We compare minstpixel with ten state-of-the-art algorithms, namely SLIC(2012) [10], Ncut(2000) [16], ERS(2012) [17], Quick shift(2008) [18], Watersheds(1991) [19], Waterpixel(2015) [20], SEEDS(2012) [21], LSC(2017) [22], Manifold SLIC(2016) [1] and FH(2004) [23], using publicly available source codes on the Berkeley Segmentation Database [36]. All benchmarks are conducted on a desktop PC equipped with two intel xeon E5-2620 v4 processors and 16GB of memory.

4.1 Adhesion

The adhesion refers to the ability to adhere object boundary. Superpixels generally serve as the foundation of object detection, so adhesion is a key evaluation criterion. In order to evaluate adhesion, predecessors propose boundary recall against the number of superpixels (BR). BR is the fraction of ground truth boundary that fall in the superpixel boundary as (8). A ground truth boundary pixel is counted if it falls within strictly less than 2 pixels from superpixel boundary.

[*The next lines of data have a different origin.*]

//! Products Repository

use jiff_sqlx::Timestamp as SqlxTimestamp;
use rust_decimal::Decimal;
use rustc_hash::FxHashMap;
use sqlx::{FromRow, Postgres, Row, Transaction, postgres::PgRow, query_as, query_scalar};

use crate::{
    domain::{
        products::{
            data::Pagination,
            records::{
                DepartmentId, DepartmentRef, MediaId, MediaRecord, OptionId, OptionWithTypeRecord,
                ProductId, ProductOwner, ProductRecord, ProductStatus, ProductSummaryRecord,
                VariationId, VariationOptionRecord, VariationRecord, VariationTypeId,
                VariationTypeKind, VariationTypeRecord,
            },
        },
        users::records::UserId,
    },
    ids::raw_ids,
};

const LIST_PRODUCTS_SQL: &str = include_str!("sql/list_products.sql");
const COUNT_PRODUCTS_SQL: &str = include_str!("sql/count_products.sql");
const GET_PRODUCT_BY_ID_SQL: &str = include_str!("sql/get_product_by_id.sql");
const GET_PRODUCT_BY_SLUG_SQL: &str = include_str!("sql/get_product_by_slug.sql");
const GET_CART_PRODUCTS_SQL: &str = include_str!("sql/get_cart_products.sql");
const GET_OPTIONS_SQL: &str = include_str!("sql/get_options.sql");
const LIST_MEDIA_SQL: &str = include_str!("sql/list_media.sql");
const LIST_VARIATION_TYPES_SQL: &str = include_str!("sql/list_variation_types.sql");
const LIST_VARIATION_OPTIONS_SQL: &str = include_str!("sql/list_variation_options.sql");
const LIST_VARIATIONS_SQL: &str = include_str!("sql/list_variations.sql");

const PRODUCT_MEDIA: &str = "product";
const OPTION_MEDIA: &str = "variation_type_option";

#[derive(Debug, Clone, Default)]
pub(crate) struct PgProductsRepository;

impl PgProductsRepository {
    #[must_use]
    pub(crate) fn new() -> Self {
        Self
    }

    pub(crate) async fn list_products(
        &self,
        tx: &mut Transaction<'_, Postgres>,
        pagination: Pagination,
    ) -> Result<Vec<ProductSummaryRecord>, sqlx::Error> {
        query_as::<Postgres, ProductSummaryRecord>(LIST_PRODUCTS_SQL)
            .bind(pagination.limit())
            .bind(pagination.offset())
            .fetch_all(&mut **tx)
            .await
    }

    pub(crate) async fn count_products(
        &self,
        tx: &mut Transaction<'_, Postgres>,
    ) -> Result<u64, sqlx::Error> {
        let total: i64 = query_scalar::<Postgres, i64>(COUNT_PRODUCTS_SQL)
            .fetch_one(&mut **tx)
            .await?;

        u64::try_from(total).map_err(|e| sqlx::Error::ColumnDecode {
            index: "count".to_string(),
            source: Box::new(e),
        })
    }

    pub(crate) async fn get_product(
        &self,
        tx: &mut Transaction<'_, Postgres>,
        product: ProductId,
    ) -> Result<ProductRecord, sqlx::Error> {
        let row = query_as::<Postgres, ProductRow>(GET_PRODUCT_BY_ID_SQL)
            .bind(product.into_i64())
            .fetch_one(&mut **tx)
            .await?;

        self.hydrate(tx, row).await
    }

    pub(crate) async fn get_product_by_slug(
        &self,
        tx: &mut Transaction<'_, Postgres>,
        slug: &str,
    ) -> Result<ProductRecord, sqlx::Error> {
        let row = query_as::<Postgres, ProductRow>(GET_PRODUCT_BY_SLUG_SQL)
            .bind(slug)
            .fetch_one(&mut **tx)
            .await?;

        self.hydrate(tx, row).await
    }

    pub(crate) async fn get_cart_products(
        &self,
        tx: &mut Transaction<'_, Postgres>,
        products: &[ProductId],
    ) -> Result<Vec<ProductSummaryRecord>, sqlx::Error> {
        query_as::<Postgres, ProductSummaryRecord>(GET_CART_PRODUCTS_SQL)
            .bind(raw_ids(products))
            .fetch_all(&mut **tx)
            .await
    }

    pub(crate) async fn get_options(
        &self,
        tx: &mut Transaction<'_, Postgres>,
        options: &[OptionId],
    ) -> Result<Vec<OptionWithTypeRecord>, sqlx::Error> {
        query_as::<Postgres, OptionWithTypeRecord>(GET_OPTIONS_SQL)
            .bind(raw_ids(options))
            .fetch_all(&mut **tx)
            .await
    }

    /// Attach images, variation types and priced variations to a product row.
    async fn hydrate(
        &self,
        tx: &mut Transaction<'_, Postgres>,
        row: ProductRow,
    ) -> Result<ProductRecord, sqlx::Error> {
        let product_id = row.id.into_i64();

        let images = self
            .list_media(tx, PRODUCT_MEDIA, &[product_id])
            .await?
            .into_iter()
            .map(|media| media.media)
            .collect();

        let type_rows = query_as::<Postgres, VariationTypeRow>(LIST_VARIATION_TYPES_SQL)
            .bind(product_id)
            .fetch_all(&mut **tx)
            .await?;

        let option_rows = query_as::<Postgres, VariationOptionRow>(LIST_VARIATION_OPTIONS_SQL)
            .bind(product_id)
            .fetch_all(&mut **tx)
            .await?;

        let option_ids: Vec<i64> = option_rows.iter().map(|option| option.id).collect();

        let mut option_images: FxHashMap<i64, Vec<MediaRecord>> = FxHashMap::default();

        for media in self.list_media(tx, OPTION_MEDIA, &option_ids).await? {
            option_images
                .entry(media.owner_id)
                .or_default()
                .push(media.media);
        }

        let mut options_by_type: FxHashMap<i64, Vec<VariationOptionRecord>> =
            FxHashMap::default();

        for option in option_rows {
            options_by_type
                .entry(option.variation_type_id)
                .or_default()
                .push(VariationOptionRecord {
                    id: OptionId::from_i64(option.id),
                    name: option.name,
                    images: option_images.remove(&option.id).unwrap_or_default(),
                });
        }

        let variation_types = type_rows
            .into_iter()
            .map(|variation_type| VariationTypeRecord {
                id: VariationTypeId::from_i64(variation_type.id),
                name: variation_type.name,
                kind: variation_type.kind,
                options: options_by_type
                    .remove(&variation_type.id)
                    .unwrap_or_default(),
            })
            .collect();

        let variations = query_as::<Postgres, VariationRecord>(LIST_VARIATIONS_SQL)
            .bind(product_id)
            .fetch_all(&mut **tx)
            .await?;

        Ok(ProductRecord {
            id: row.id,
            title: row.title,
            slug: row.slug,
            description: row.description,
            price: row.price,
            quantity: row.quantity,
            status: row.status,
            owner: row.owner,
            department: row.department,
            images,
            variation_types,
            variations,
            created_at: row.created_at,
            updated_at: row.updated_at,
        })
    }

    async fn list_media(
        &self,
        tx: &mut Transaction<'_, Postgres>,
        owner_kind: &str,
        owners: &[i64],
    ) -> Result<Vec<MediaRow>, sqlx::Error> {
        if owners.is_empty() {
            return Ok(Vec::new());
        }

        query_as::<Postgres, MediaRow>(LIST_MEDIA_SQL)
            .bind(owner_kind)
            .bind(owners)
            .fetch_all(&mut **tx)
            .await
    }
}

/// Product columns before the related collections are loaded.
struct ProductRow {
    id: ProductId,
    title: String,
    slug: String,
    description: String,
    price: Decimal,
    quantity: u32,
    status: ProductStatus,
    owner: ProductOwner,
    department: DepartmentRef,
    created_at: jiff::Timestamp,
    updated_at: jiff::Timestamp,
}

struct VariationTypeRow {
    id: i64,
    name: String,
    kind: VariationTypeKind,
}

struct VariationOptionRow {
    id: i64,
    variation_type_id: i64,
    name: String,
}

struct MediaRow {
    owner_id: i64,
    media: MediaRecord,
}

fn decode_quantity(index: &str, value: i32) -> Result<u32, sqlx::Error> {
    u32::try_from(value).map_err(|e| sqlx::Error::ColumnDecode {
        index: index.to_string(),
        source: Box::new(e),
    })
}

fn owner_from_row(row: &PgRow) -> sqlx::Result<ProductOwner> {
    Ok(ProductOwner {
        user_id: UserId::from_i64(row.try_get("owner_id")?),
        user_name: row.try_get("owner_name")?,
        vendor_name: row.try_get("vendor_name")?,
    })
}

fn department_from_row(row: &PgRow) -> sqlx::Result<DepartmentRef> {
    Ok(DepartmentRef {
        id: DepartmentId::from_i64(row.try_get("department_id")?),
        name: row.try_get("department_name")?,
    })
}

fn image_from_row(row: &PgRow) -> sqlx::Result<Option<MediaRecord>> {
    let id: Option<i64> = row.try_get("image_id")?;
    let file_name: Option<String> = row.try_get("image_file_name")?;

    Ok(id.zip(file_name).map(|(id, file_name)| MediaRecord {
        id: MediaId::from_i64(id),
        file_name,
    }))
}

impl<'r> FromRow<'r, PgRow> for ProductRow {
    fn from_row(row: &'r PgRow) -> sqlx::Result<Self> {
        let status: String = row.try_get("status")?;

        let status = status
            .parse::<ProductStatus>()
            .map_err(|e| sqlx::Error::ColumnDecode {
                index: "status".to_string(),
                source: Box::new(e),
            })?;

        Ok(Self {
            id: ProductId::from_i64(row.try_get("id")?),
            title: row.try_get("title")?,
            slug: row.try_get("slug")?,
            description: row.try_get("description")?,
            price: row.try_get("price")?,
            quantity: decode_quantity("quantity", row.try_get("quantity")?)?,
            status,
            owner: owner_from_row(row)?,
            department: department_from_row(row)?,
            created_at: row.try_get::<SqlxTimestamp, _>("created_at")?.to_jiff(),
            updated_at: row.try_get::<SqlxTimestamp, _>("updated_at")?.to_jiff(),
        })
    }
}

impl<'r> FromRow<'r, PgRow> for ProductSummaryRecord {
    fn from_row(row: &'r PgRow) -> sqlx::Result<Self> {
        Ok(Self {
            id: ProductId::from_i64(row.try_get("id")?),
            title: row.try_get("title")?,
            slug: row.try_get("slug")?,
            price: row.try_get("price")?,
            quantity: decode_quantity("quantity", row.try_get("quantity")?)?,
            owner: owner_from_row(row)?,
            department: department_from_row(row)?,
            image: image_from_row(row)?,
            created_at: row.try_get::<SqlxTimestamp, _>("created_at")?.to_jiff(),
            updated_at: row.try_get::<SqlxTimestamp, _>("updated_at")?.to_jiff(),
        })
    }
}

impl<'r> FromRow<'r, PgRow> for OptionWithTypeRecord {
    fn from_row(row: &'r PgRow) -> sqlx::Result<Self> {
        Ok(Self {
            id: OptionId::from_i64(row.try_get("id")?),
            name: row.try_get("name")?,
            variation_type_id: VariationTypeId::from_i64(row.try_get("variation_type_id")?),
            variation_type_name: row.try_get("variation_type_name")?,
            image: image_from_row(row)?,
        })
    }
}

impl<'r> FromRow<'r, PgRow> for VariationRecord {
    fn from_row(row: &'r PgRow) -> sqlx::Result<Self> {
        let mut option_ids: Vec<OptionId> = row
            .try_get::<Vec<i64>, _>("variation_type_option_ids")?
            .into_iter()
            .map(OptionId::from_i64)
            .collect();

        option_ids.sort_unstable();

        Ok(Self {
            id: VariationId::from_i64(row.try_get("id")?),
            option_ids,
            quantity: row
                .try_get::<Option<i32>, _>("quantity")?
                .map(|quantity| decode_quantity("quantity", quantity))
                .transpose()?,
            price: row.try_get("price")?,
        })
    }
}

impl<'r> FromRow<'r, PgRow> for VariationTypeRow {
    fn from_row(row: &'r PgRow) -> sqlx::Result<Self> {
        let kind: String = row.try_get("type")?;

        let kind = kind
            .parse::<VariationTypeKind>()
            .map_err(|e| sqlx::Error::ColumnDecode {
                index: "type".to_string(),
                source: Box::new(e),
            })?;

        Ok(Self {
            id: row.try_get("id")?,
            name: row.try_get("name")?,
            kind,
        })
    }
}

impl<'r> FromRow<'r, PgRow> for VariationOptionRow {
    fn from_row(row: &'r PgRow) -> sqlx::Result<Self> {
        Ok(Self {
            id: row.try_get("id")?,
            variation_type_id: row.try_get("variation_type_id")?,
            name: row.try_get("name")?,
        })
    }
}

impl<'r> FromRow<'r, PgRow> for MediaRow {
    fn from_row(row: &'r PgRow) -> sqlx::Result<Self> {
        Ok(Self {
            owner_id: row.try_get("owner_id")?,
            media: MediaRecord {
                id: MediaId::from_i64(row.try_get("id")?),
                file_name: row.try_get("file_name")?,
            },
        })
    }
}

$$ BR=\frac{\text{TP}}{\text{TP}+\text{FN}} $$

(8)

Where TP (True Positives) is the number of boundary pixels that fall in the superpixel boundary, TN is the number of boundary pixels that fail to fall in the superpixel boundary. A high BR indicates that the majority of true boundary are preserved. However some previous algorithms also achieved high BR in benchmark, because these algorithms tend to generate tortuous boundary which result in high boundary density. For example, boundary density of FH significantly exceeds minstpixel, so FH has more chances to hit true boundary than minstpixel, as shown in Fig. 6. It is unfair to the method tending to generate smooth boundary. Machairas and Kalinin have noticed this problem and propose boundary density against boundary recall to evaluate adhesion of superpixels [11]. However, boundary density against boundary recall still ignores the influence of the quantity of superpixels. In order to take both the quantity of superpixels and the density of boundary into account, we define normalization boundary recall as NBR = BR/C, by introducing the penalty factor C which is proportional to boundary density. Figure 4a demonstrates the results of benchmark.

4.2 Homogeneity

Homogeneity refers to the similarity of the pixels from the same superpixel. Superior homogeneity means that a superpixel can only cover one object. The homogeneity benchmark consists of two common evaluation criteria: under segmentation error (USE) and achievable segmentation accuracy (ASA). USE measures what extent superpixels stretch over the ground truth segment boundary. A lower USE indicates that fewer superpixels cross the boundary of objects. USE is defined as $\left [ {\sum }_{S} \left ({\sum }_{P:P \cup S \neq \emptyset } \min (|P_{in}|,| P_{out} | ) \right ) \right ]/N$, where N is the number of pixels in image, |P_in| is the number of pixels in part P_in and |P_out| is the number of pixels in part P_out. A factitious case of USE is shown in Fig. 5f, in this case N is (|A_out| + |B_in| + |C_in|)/|S|. ASA measures the upper bound of accuracy when image objects are reconstructed using a given set of superpixels as units. Given a ground truth segmentation G and a superpixel segmentation S, achievable segmentation accuracy is defined as $\left ({\sum }_{k} \max _{i} \mid S_{k} \cap G_{i} \mid \right ) / {\sum }_{i} \mid G_{i} \mid $.

4.3 Regularity

The regularity is always devalued but it is an important indicator. On the one hand, irregular boundary will contribute to the false high performance in benchmark. On the other hand, irregular shape will cause trouble for subsequent image analysis (Fig. 6).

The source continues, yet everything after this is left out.